CL futures volume rolls over to the next contract when the options expire. You have to close out your futures position if you need hedge when your options expire. You can always protect Sep. CL with Oct. options, but then you are taking on spread risk between Sep. & Oct. CL futures. This is just the way it is
They intentionally have the options expire a few days early because CL is physically settled. Extremely few of the CL traders would actually want to take delivery, so they have the options expire into the futures contract then you have a few days to close out your position. If some trader makes a mistake with Apple options and ends up short or long shares after options expiration it is not that big of a deal, but if someone makes a mistake and ends up having to take delivery of 1000 barrels of oil when they are not prepared to do so it would be a very big deal. I am not sure how you trade but your example is just a bull call vertical spread, so no need for the futures. If you want to have options on and trade the futures contracts back and forth, then you will need to close out everything on options expiration and switch to the next month.
Maybe I should ask the question differently.
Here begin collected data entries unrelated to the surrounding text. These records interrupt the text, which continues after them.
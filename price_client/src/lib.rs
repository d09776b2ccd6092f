//! Thin client of the price request server.
//!
//! Opens one connection and exchanges protocol lines over it; see
//! [`sender::PriceClient`].
#![warn(missing_docs)]
pub mod sender;

pub use sender::PriceClient;
//! Ticker symbols and prices as they travel on the wire.
//!
//! Both are single whitespace-free tokens. Tickers are case-sensitive keys for
//! the cache and the storage; prices are kept verbatim and never parsed as
//! numbers, so `"123.450"` and `"123.45"` are different prices.
use std::fmt;
use std::str::FromStr;

use serde::{Deserialize, Serialize};

use crate::error::PriceError;

fn validate_token(kind: &str, raw: &str) -> Result<String, PriceError> {
    if raw.is_empty() {
        return Err(PriceError::Protocol(format!("empty {kind}")));
    }
    if raw.chars().any(char::is_whitespace) {
        return Err(PriceError::Protocol(format!(
            "{kind} must not contain whitespace: {raw:?}"
        )));
    }
    Ok(raw.to_string())
}

/// Identifier of a tradable instrument, e.g. `PETR4` or `AAPL`.
#[derive(Debug, Clone, PartialEq, Eq, Hash, PartialOrd, Ord, Serialize, Deserialize)]
#[serde(try_from = "String", into = "String")]
pub struct Ticker(String);

impl Ticker {
    /// Borrow the symbol text.
    pub fn as_str(&self) -> &str {
        &self.0
    }
}

impl FromStr for Ticker {
    type Err = PriceError;

    fn from_str(s: &str) -> Result<Self, Self::Err> {
        validate_token("ticker", s).map(Ticker)
    }
}

impl TryFrom<String> for Ticker {
    type Error = PriceError;

    fn try_from(value: String) -> Result<Self, Self::Error> {
        value.parse()
    }
}

impl From<Ticker> for String {
    fn from(ticker: Ticker) -> Self {
        ticker.0
    }
}

impl fmt::Display for Ticker {
    fn fmt(&self, f: &mut fmt::Formatter<'_>) -> fmt::Result {
        f.write_str(&self.0)
    }
}

/// Price text exactly as produced by the external source.
#[derive(Debug, Clone, PartialEq, Eq, Hash, Serialize, Deserialize)]
#[serde(try_from = "String", into = "String")]
pub struct Price(String);

impl Price {
    /// Borrow the price text.
    pub fn as_str(&self) -> &str {
        &self.0
    }
}

impl FromStr for Price {
    type Err = PriceError;

    fn from_str(s: &str) -> Result<Self, Self::Err> {
        validate_token("price", s).map(Price)
    }
}

impl TryFrom<String> for Price {
    type Error = PriceError;

    fn try_from(value: String) -> Result<Self, Self::Error> {
        value.parse()
    }
}

impl From<Price> for String {
    fn from(price: Price) -> Self {
        price.0
    }
}

impl fmt::Display for Price {
    fn fmt(&self, f: &mut fmt::Formatter<'_>) -> fmt::Result {
        f.write_str(&self.0)
    }
}
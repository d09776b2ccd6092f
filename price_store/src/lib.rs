//! Persistence tier of the price service.
//!
//! Exposes stored prices over the line protocol:
//!
//! - `SAVE <ticker> <price>` → `PRICE_SAVED`
//! - `FETCH <ticker>` → `<ticker>, <price>` or `DATA_NOT_FOUND`
//! - `HISTORY <ticker>` → up to ten `<timestamp>: <price>` lines, newest first,
//!   then `END_HISTORY`
//!
//! - [`storage`](crate::storage) — the storage trait and its memory/journal backends.
//! - [`server`](crate::server) — accept loop and per-connection command dispatch.
#![warn(missing_docs)]

pub mod server;
pub mod storage;

pub use server::StoreServer;
pub use storage::{FileStorage, HistoryRecord, MemoryStorage, PriceStorage};
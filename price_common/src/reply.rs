//! Fixed reply lines of the line protocol.
//!
//! The request server answers `PRICE` with either a price or
//! [`PRICE_UNAVAILABLE`], and every history listing (from either tier) is closed
//! by [`END_HISTORY`]. The persistence tier acknowledges saves with
//! [`PRICE_SAVED`] and answers an empty `FETCH` with [`DATA_NOT_FOUND`].

/// Reply to `PRICE` when no tier could produce a quote.
pub const PRICE_UNAVAILABLE: &str = "price unavailable";
/// Reply to any line that does not decode to a supported command.
pub const INVALID_COMMAND: &str = "invalid command";
/// Acknowledgement of `SAVE`.
pub const PRICE_SAVED: &str = "PRICE_SAVED";
/// Reply to `FETCH` when the ticker has no stored price.
pub const DATA_NOT_FOUND: &str = "DATA_NOT_FOUND";
/// Terminal line of every history listing.
pub const END_HISTORY: &str = "END_HISTORY";
/// Data line sent by the request server when the persistence tier cannot be read.
pub const HISTORY_UNAVAILABLE: &str = "history unavailable";

/// Maximum number of records returned by a `HISTORY` listing.
pub const HISTORY_LIMIT: usize = 10;
/// Separator between ticker and price in a `FETCH` reply.
pub const FETCH_SEPARATOR: &str = ", ";
/// Separator between timestamp and price in a history line.
pub const HISTORY_SEPARATOR: &str = ": ";
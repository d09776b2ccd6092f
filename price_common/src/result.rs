//! Result type alias shared across the workspace.
//!
//! This module defines a convenient alias that defaults the error type to the
//! common `PriceError`, so functions can simply return `Result<T>`.
use crate::error::PriceError;

/// Workspace-wide `Result` alias with `PriceError` as the default error.
pub type Result<T, E = PriceError> = std::result::Result<T, E>;
//! Ticker normalization to the `<code>.<exchange>` form both providers use.

use crate::error::{Result, SummaryError};

const EXCHANGES: [&str; 3] = ["SH", "SZ", "BJ"];

/// Normalize a raw ticker into `600519.SH` form.
///
/// Six-digit codes get an exchange suffix from their leading digit
/// (`6`/`9` Shanghai, `0`/`3` Shenzhen, `4`/`8` Beijing). Codes that already
/// carry a suffix, and codes matching no rule, are returned uppercased.
pub fn normalize(code: &str) -> Result<String> {
    let c = code.trim().to_ascii_uppercase();
    if c.is_empty() {
        return Err(SummaryError::MissingParameters("code is required".into()));
    }
    if !c.chars().all(|ch| ch.is_ascii_alphanumeric() || ch == '.') {
        return Err(SummaryError::InvalidArgument(format!(
            "code '{}' contains invalid characters",
            code.trim()
        )));
    }
    if c.contains('.') {
        return Ok(c);
    }
    if c.len() == 6 && c.bytes().all(|b| b.is_ascii_digit()) {
        let suffix = match c.as_bytes()[0] {
            b'6' | b'9' => Some("SH"),
            b'0' | b'3' => Some("SZ"),
            b'4' | b'8' => Some("BJ"),
            _ => None,
        };
        if let Some(ex) = suffix {
            return Ok(format!("{c}.{ex}"));
        }
    }
    Ok(c)
}

/// Split `600519.SH` into `("600519", Some("SH"))`.
pub fn split(ts_code: &str) -> (&str, Option<&str>) {
    match ts_code.split_once('.') {
        Some((code, ex)) if EXCHANGES.contains(&ex) => (code, Some(ex)),
        Some((code, _)) => (code, None),
        None => (ts_code, None),
    }
}

/// Eastmoney `secid`: market `1` for Shanghai, `0` for everything else.
pub fn eastmoney_secid(ts_code: &str) -> String {
    let (code, ex) = split(ts_code);
    let market = if ex == Some("SH") { "1" } else { "0" };
    format!("{market}.{code}")
}
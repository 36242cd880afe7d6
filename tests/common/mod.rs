//! Shared test fixtures for the summary SDK integration tests.
//!
//! Provides record builders and `MockProvider`, a canned [`DataProvider`]
//! that counts calls and remembers the last requested range.

#![allow(dead_code)]

use std::sync::atomic::{AtomicUsize, Ordering};
use std::sync::{Arc, Mutex};

use ashare_summary::{DailyRecord, DataProvider, RecordWindow, Result, SummaryError};
use chrono::{Duration, NaiveDate};

pub fn rec(date: &str, close: Option<f64>, turnover: Option<f64>) -> DailyRecord {
    DailyRecord::new(date, close, turnover)
}

pub fn window(records: Vec<DailyRecord>) -> RecordWindow {
    RecordWindow::new(records).expect("non-empty window")
}

pub fn date(s: &str) -> NaiveDate {
    NaiveDate::parse_from_str(s, "%Y%m%d").unwrap()
}

/// `count` weekday records starting at `first`, closes 10.0, 10.1, ...
pub fn trading_days(first: &str, count: usize) -> Vec<DailyRecord> {
    let mut d = date(first);
    let mut out = Vec::with_capacity(count);
    while out.len() < count {
        let wd = d.format("%u").to_string();
        if wd != "6" && wd != "7" {
            let i = out.len() as f64;
            out.push(DailyRecord::new(
                d.format("%Y%m%d").to_string(),
                Some(10.0 + i / 10.0),
                Some(1.0 + i / 100.0),
            ));
        }
        d += Duration::days(1);
    }
    out
}

/// The three-day window used throughout: high 12.0 on 0103, low 10.0 on 0102.
pub fn example_window() -> RecordWindow {
    window(vec![
        rec("20240102", Some(10.0), Some(1.0)),
        rec("20240103", Some(12.0), Some(2.0)),
        rec("20240104", Some(11.0), Some(1.5)),
    ])
}

// ---------------------------------------------------------------------------
// MockProvider
// ---------------------------------------------------------------------------

#[derive(Clone)]
pub enum MockResponse {
    Records(Vec<DailyRecord>),
    Empty,
    ProviderError(i64, String),
    Status(u16),
}

pub struct MockProvider {
    response: MockResponse,
    name: Option<String>,
    pub calls: Arc<AtomicUsize>,
    pub last_range: Arc<Mutex<Option<(NaiveDate, NaiveDate)>>>,
}

impl MockProvider {
    pub fn new(response: MockResponse) -> Self {
        Self {
            response,
            name: None,
            calls: Arc::new(AtomicUsize::new(0)),
            last_range: Arc::new(Mutex::new(None)),
        }
    }

    pub fn records(records: Vec<DailyRecord>) -> Self {
        Self::new(MockResponse::Records(records))
    }

    pub fn with_name(mut self, name: &str) -> Self {
        self.name = Some(name.to_string());
        self
    }

    pub fn call_count(counter: &Arc<AtomicUsize>) -> usize {
        counter.load(Ordering::SeqCst)
    }
}

impl DataProvider for MockProvider {
    fn name(&self) -> &str {
        "mock"
    }

    fn fetch_daily(&self, ts_code: &str, start: NaiveDate, end: NaiveDate) -> Result<Vec<DailyRecord>> {
        self.calls.fetch_add(1, Ordering::SeqCst);
        *self.last_range.lock().unwrap() = Some((start, end));
        match &self.response {
            MockResponse::Records(r) => Ok(r.clone()),
            MockResponse::Empty => Err(SummaryError::EmptyResult {
                ts_code: ts_code.to_string(),
            }),
            MockResponse::ProviderError(code, msg) => Err(SummaryError::Provider {
                provider: "mock".to_string(),
                code: *code,
                msg: msg.clone(),
            }),
            MockResponse::Status(status) => Err(SummaryError::UpstreamStatus {
                provider: "mock".to_string(),
                status: *status,
            }),
        }
    }

    fn fetch_name(&self, _ts_code: &str) -> Result<Option<String>> {
        Ok(self.name.clone())
    }
}
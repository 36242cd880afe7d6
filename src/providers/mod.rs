//! Market-data providers.
//!
//! The [`DataProvider`] trait abstracts over upstream sources so the SDK can
//! swap TuShare for Eastmoney, and tests can substitute a canned provider.
//! Providers know nothing about caching or aggregation; they return raw,
//! possibly unsorted daily records.

pub mod eastmoney;
pub mod tushare;

pub use eastmoney::EastmoneyProvider;
pub use tushare::TuShareProvider;

use std::collections::HashMap;

use chrono::NaiveDate;
use serde_json::Value;

use crate::error::Result;
use crate::models::DailyRecord;

/// A source of daily close/turnover records.
pub trait DataProvider: Send + Sync {
    /// Short provider name used in logs and error messages.
    fn name(&self) -> &str;

    /// Fetch daily records for `ts_code` between `start` and `end` inclusive.
    ///
    /// # Errors
    ///
    /// - [`SummaryError::Http`](crate::SummaryError::Http) /
    ///   [`SummaryError::UpstreamStatus`](crate::SummaryError::UpstreamStatus)
    ///   on transport failure.
    /// - [`SummaryError::Provider`](crate::SummaryError::Provider) when the
    ///   provider reports an application-level error.
    /// - [`SummaryError::EmptyResult`](crate::SummaryError::EmptyResult) when
    ///   the provider has no rows for the range.
    fn fetch_daily(&self, ts_code: &str, start: NaiveDate, end: NaiveDate)
        -> Result<Vec<DailyRecord>>;

    /// Display name of the security, where the provider offers one.
    fn fetch_name(&self, _ts_code: &str) -> Result<Option<String>> {
        Ok(None)
    }
}

/// Join a close series with a turnover series on trade date.
///
/// Every price row is kept; dates missing from `turnover` get no turnover.
pub fn merge_turnover(
    prices: Vec<(String, Option<f64>)>,
    turnover: &HashMap<String, Option<f64>>,
) -> Vec<DailyRecord> {
    prices
        .into_iter()
        .map(|(date, close)| {
            let tor = turnover.get(&date).copied().flatten();
            DailyRecord::new(date, close, tor)
        })
        .collect()
}

/// Read a JSON number or numeric string as a finite `f64`.
pub fn num_or_none(v: &Value) -> Option<f64> {
    let n = match v {
        Value::Number(n) => n.as_f64(),
        Value::String(s) => s.trim().parse::<f64>().ok(),
        _ => None,
    }?;
    n.is_finite().then_some(n)
}

/// `2024-01-02` or `20240102` -> `20240102`; `None` if not a date.
pub fn compact_date(s: &str) -> Option<String> {
    let d: String = s.trim().chars().filter(|c| *c != '-').collect();
    (d.len() == 8 && d.bytes().all(|b| b.is_ascii_digit())).then_some(d)
}
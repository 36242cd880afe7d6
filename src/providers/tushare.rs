//! TuShare Pro provider.
//!
//! TuShare exposes a single JSON-RPC style endpoint: every call POSTs
//! `{api_name, token, params, fields}` and gets back `{code, msg, data}` where
//! `data` is a column-oriented table (`fields` plus row arrays). Closes come
//! from the `daily` API and turnover rates from `daily_basic`.

use std::collections::HashMap;
use std::time::Duration;

use chrono::NaiveDate;
use reqwest::blocking::Client;
use serde::{Deserialize, Serialize};
use serde_json::Value;
use tracing::{info, warn};

use super::{compact_date, merge_turnover, num_or_none, DataProvider};
use crate::config;
use crate::error::{Result, SummaryError};
use crate::models::DailyRecord;
use crate::window::format_date;

const PROVIDER: &str = "TuShare";

#[derive(Debug, Serialize)]
struct TuShareRequest<'a> {
    api_name: &'a str,
    token: &'a str,
    params: TuShareParams<'a>,
    fields: &'a str,
}

#[derive(Debug, Serialize)]
struct TuShareParams<'a> {
    ts_code: &'a str,
    start_date: String,
    end_date: String,
}

/// Envelope returned by every TuShare API.
#[derive(Debug, Clone, Deserialize)]
pub struct TuShareResponse {
    pub code: i64,
    #[serde(default)]
    pub msg: Option<String>,
    #[serde(default)]
    pub data: Option<TuShareTable>,
}

#[derive(Debug, Clone, Deserialize)]
pub struct TuShareTable {
    pub fields: Vec<String>,
    #[serde(default)]
    pub items: Option<Vec<Vec<Value>>>,
}

/// Unpack a response into one map per row, keyed by field name.
///
/// A non-zero `code` becomes [`SummaryError::Provider`]; a missing `data`
/// block is read as zero rows.
pub fn parse_table(resp: TuShareResponse) -> Result<Vec<HashMap<String, Value>>> {
    if resp.code != 0 {
        return Err(SummaryError::Provider {
            provider: PROVIDER.to_string(),
            code: resp.code,
            msg: resp.msg.unwrap_or_default(),
        });
    }
    let Some(table) = resp.data else {
        return Ok(Vec::new());
    };
    let rows = table.items.unwrap_or_default();
    Ok(rows
        .into_iter()
        .map(|row| {
            table
                .fields
                .iter()
                .cloned()
                .zip(row.into_iter().chain(std::iter::repeat(Value::Null)))
                .collect()
        })
        .collect())
}

fn row_date(row: &HashMap<String, Value>) -> Option<String> {
    row.get("trade_date")
        .and_then(|v| v.as_str())
        .and_then(compact_date)
}

/// Merge `daily` rows (closes) with `daily_basic` rows (turnover).
///
/// Rows without a parsable trade date are dropped.
pub fn records_from_rows(
    daily: &[HashMap<String, Value>],
    basic: &[HashMap<String, Value>],
) -> Vec<DailyRecord> {
    let turnover: HashMap<String, Option<f64>> = basic
        .iter()
        .filter_map(|row| {
            let date = row_date(row)?;
            Some((date, row.get("turnover_rate").and_then(num_or_none)))
        })
        .collect();

    let mut skipped = 0usize;
    let prices: Vec<(String, Option<f64>)> = daily
        .iter()
        .filter_map(|row| match row_date(row) {
            Some(date) => Some((date, row.get("close").and_then(num_or_none))),
            None => {
                skipped += 1;
                None
            }
        })
        .collect();
    if skipped > 0 {
        warn!(skipped, "TuShare rows without a trade date dropped");
    }

    merge_turnover(prices, &turnover)
}

// ---------------------------------------------------------------------------
// TuShareProvider
// ---------------------------------------------------------------------------

pub struct TuShareProvider {
    client: Client,
    token: String,
    endpoint: String,
}

impl TuShareProvider {
    /// Create a provider with the given API token.
    ///
    /// Fails with [`SummaryError::Config`] if the token is blank.
    pub fn new(token: impl Into<String>, timeout: Duration) -> Result<Self> {
        let token = token.into();
        if token.trim().is_empty() {
            return Err(SummaryError::Config(format!(
                "{} is not set",
                config::TUSHARE_TOKEN_ENV
            )));
        }
        let client = Client::builder().timeout(timeout).build()?;
        Ok(Self {
            client,
            token,
            endpoint: config::TUSHARE_URL.to_string(),
        })
    }

    /// Point the provider at a different endpoint (mirrors, test servers).
    pub fn with_endpoint(mut self, endpoint: impl Into<String>) -> Self {
        self.endpoint = endpoint.into();
        self
    }

    fn call(
        &self,
        api_name: &str,
        ts_code: &str,
        start: NaiveDate,
        end: NaiveDate,
        fields: &str,
    ) -> Result<Vec<HashMap<String, Value>>> {
        let body = TuShareRequest {
            api_name,
            token: &self.token,
            params: TuShareParams {
                ts_code,
                start_date: format_date(start),
                end_date: format_date(end),
            },
            fields,
        };
        info!(api_name, ts_code, "calling TuShare");

        let resp = self.client.post(&self.endpoint).json(&body).send()?;
        let status = resp.status();
        if !status.is_success() {
            return Err(SummaryError::UpstreamStatus {
                provider: PROVIDER.to_string(),
                status: status.as_u16(),
            });
        }
        let parsed: TuShareResponse = resp.json().map_err(|e| {
            SummaryError::MalformedResponse(format!("TuShare {api_name} for {ts_code}: {e}"))
        })?;
        parse_table(parsed)
    }
}

impl DataProvider for TuShareProvider {
    fn name(&self) -> &str {
        "tushare"
    }

    fn fetch_daily(
        &self,
        ts_code: &str,
        start: NaiveDate,
        end: NaiveDate,
    ) -> Result<Vec<DailyRecord>> {
        let daily = self.call("daily", ts_code, start, end, "trade_date,close")?;
        if daily.is_empty() {
            return Err(SummaryError::EmptyResult {
                ts_code: ts_code.to_string(),
            });
        }
        let basic = self.call("daily_basic", ts_code, start, end, "trade_date,turnover_rate")?;
        Ok(records_from_rows(&daily, &basic))
    }
}
use serde::{Deserialize, Serialize};

// ---------------------------------------------------------------------------
// ExtremeDates — Date attribution for a min/max value
// ---------------------------------------------------------------------------

/// Every date on which an extreme value occurred.
///
/// `first` is the earliest such date and `count` how many days share the
/// value; `dates` keeps the full ascending list for detail views.
#[derive(Debug, Clone, PartialEq, Eq, Serialize, Deserialize)]
pub struct ExtremeDates {
    pub first: String,
    pub count: usize,
    pub dates: Vec<String>,
}

impl ExtremeDates {
    /// Build from the dates sharing an extreme. `None` if `dates` is empty.
    pub fn from_dates<I, S>(dates: I) -> Option<Self>
    where
        I: IntoIterator<Item = S>,
        S: Into<String>,
    {
        let mut dates: Vec<String> = dates.into_iter().map(Into::into).collect();
        dates.retain(|d| !d.is_empty());
        dates.sort();
        dates.dedup();
        let first = dates.first()?.clone();
        Some(Self {
            first,
            count: dates.len(),
            dates,
        })
    }

    pub fn last(&self) -> &str {
        self.dates.last().map(String::as_str).unwrap_or(&self.first)
    }

    pub fn is_tied(&self) -> bool {
        self.count > 1
    }

    /// Compact label: the date itself, or `"<earliest> (+N more)"` when tied.
    pub fn short(&self) -> String {
        if self.is_tied() {
            format!("{} (+{} more)", display_date(&self.first), self.count - 1)
        } else {
            display_date(&self.first)
        }
    }

    /// Longer label listing the span of tied dates.
    pub fn detail(&self) -> String {
        if self.is_tied() {
            format!(
                "{} days; earliest {}; latest {}",
                self.count,
                display_date(&self.first),
                display_date(self.last())
            )
        } else {
            format!("on {}", display_date(&self.first))
        }
    }
}

/// `20240102` -> `2024-01-02`; other strings are returned unchanged.
pub fn display_date(yyyymmdd: &str) -> String {
    if yyyymmdd.len() == 8 && yyyymmdd.bytes().all(|b| b.is_ascii_digit()) {
        format!("{}-{}-{}", &yyyymmdd[..4], &yyyymmdd[4..6], &yyyymmdd[6..])
    } else {
        yyyymmdd.to_string()
    }
}

// ---------------------------------------------------------------------------
// BuyReference / BuyComparison — Position relative to a purchase price
// ---------------------------------------------------------------------------

/// Caller-supplied purchase price and optional share count.
#[derive(Debug, Clone, Copy, PartialEq, Serialize, Deserialize)]
pub struct BuyReference {
    pub price: f64,
    pub shares: Option<f64>,
}

impl BuyReference {
    /// `Some` only for a finite, positive price. A non-finite share count is
    /// dropped rather than rejecting the whole reference.
    pub fn new(price: f64, shares: Option<f64>) -> Option<Self> {
        if !(price.is_finite() && price > 0.0) {
            return None;
        }
        Some(Self {
            price,
            shares: shares.filter(|s| s.is_finite()),
        })
    }
}

#[derive(Debug, Clone, PartialEq, Serialize, Deserialize)]
pub struct BuyComparison {
    pub buy: f64,
    #[serde(skip_serializing_if = "Option::is_none")]
    pub shares: Option<f64>,
    /// `today_close - buy`.
    pub diff: f64,
    /// `diff / buy`.
    pub pct: f64,
    /// `diff * shares`, present only when shares were supplied.
    #[serde(skip_serializing_if = "Option::is_none")]
    pub floating_pnl: Option<f64>,
}

// ---------------------------------------------------------------------------
// Summary — Aggregate statistics over one window
// ---------------------------------------------------------------------------

/// Aggregate statistics for one record window.
///
/// Ratio fields are `None` where the value is undefined (zero denominator or
/// non-finite operand); they serialize as `null`.
#[derive(Debug, Clone, PartialEq, Serialize, Deserialize)]
pub struct Summary {
    pub ts_code: String,
    pub start: String,
    pub end: String,
    pub count: usize,

    pub today_close: f64,
    pub mean: f64,
    pub high: f64,
    pub low: f64,
    pub high_dates: ExtremeDates,
    pub low_dates: ExtremeDates,

    pub dev_vs_mean: Option<f64>,
    pub amplitude: Option<f64>,
    pub rise_from_low: Option<f64>,
    pub drawdown_from_high: Option<f64>,
    /// Raw position in the `[low, high]` range, in percent. Use
    /// [`Summary::pos_pct_clamped`] for display.
    pub pos_pct: Option<f64>,

    pub turnover_latest: Option<f64>,
    pub turnover_mean: Option<f64>,
    pub turnover_max: Option<f64>,
    pub turnover_max_dates: Option<ExtremeDates>,
    pub turnover_min: Option<f64>,
    pub turnover_min_dates: Option<ExtremeDates>,

    #[serde(default, skip_serializing_if = "Option::is_none")]
    pub buy: Option<BuyComparison>,
}

impl Summary {
    /// `pos_pct` clamped to `[0, 100]`.
    pub fn pos_pct_clamped(&self) -> Option<f64> {
        self.pos_pct.map(|p| p.clamp(0.0, 100.0))
    }
}
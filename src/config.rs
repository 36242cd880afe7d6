use std::path::PathBuf;
use std::time::Duration;

pub const TUSHARE_URL: &str = "https://api.tushare.pro";
pub const EASTMONEY_KLINE_URL: &str = "https://push2his.eastmoney.com/api/qt/stock/kline/get";
pub const EASTMONEY_QUOTE_URL: &str = "https://push2.eastmoney.com/api/qt/stock/get";
pub const EASTMONEY_REFERER: &str = "https://quote.eastmoney.com/";
pub const EASTMONEY_KLINE_UT: &str = "7eea3edcaed734bea9cbfc24409ed989";
pub const EASTMONEY_QUOTE_UT: &str = "fa5fd1943c7b386f172d6893dbfba10b";
pub const USER_AGENT: &str = "Mozilla/5.0";

/// Environment variable holding the TuShare API token.
pub const TUSHARE_TOKEN_ENV: &str = "TUSHARE_TOKEN";

/// Calendar days shown when the caller gives no window at all.
pub const DEFAULT_DISPLAY_WINDOW_DAYS: i64 = 180;
/// Calendar lookback used to find the last N trading days.
pub const N_MODE_LOOKBACK_DAYS: i64 = 900;
pub const DEFAULT_LAST_N: usize = 60;
pub const MAX_LAST_N: usize = 2000;

pub const DEFAULT_TIMEOUT: Duration = Duration::from_secs(30);
/// Lifetime of a cached populated result.
pub const RESULT_CACHE_TTL: Duration = Duration::from_secs(15 * 60);
/// Lifetime of a cached "no data" result.
pub const EMPTY_CACHE_TTL: Duration = Duration::from_secs(5 * 60);

/// Date format used by both providers and by `DailyRecord::trade_date`.
pub const TRADE_DATE_FORMAT: &str = "%Y%m%d";

pub fn default_export_dir() -> PathBuf {
    if let Some(downloads) = dirs::download_dir() {
        downloads
    } else if let Some(home) = dirs::home_dir() {
        home
    } else {
        PathBuf::from(".")
    }
}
Why don't the options and futures expiration match up? There must be a reason for why they are different. Thanks again
Some of the main retail brokers on the take delivery commodities (IB and TOS I know for sure), Tell you to close them out before options expiration. If you don't close them out, they will do it for you.
TI on ICE is financially settled, TI on Nymex/Globex is physically delivered at Cushing when the futures expire. Brent Gasoil and TI options all settle into the futures several days before the futures expire. Option expiry is 7.30pm for the crudes and 4.30pm for the GO, the longs then have 1 hour after expiry time to notify the clearing house if they wish to excercise against a randomly selected short. Like the previous poster said, i believe the delivery issue is the reason for the different expiry. But if you are long underlying and long a put, then you may have to excercise your put into a short futures position several days before futures expiry. You then end up long underlying and short futures so you are still hedged, just not with an option!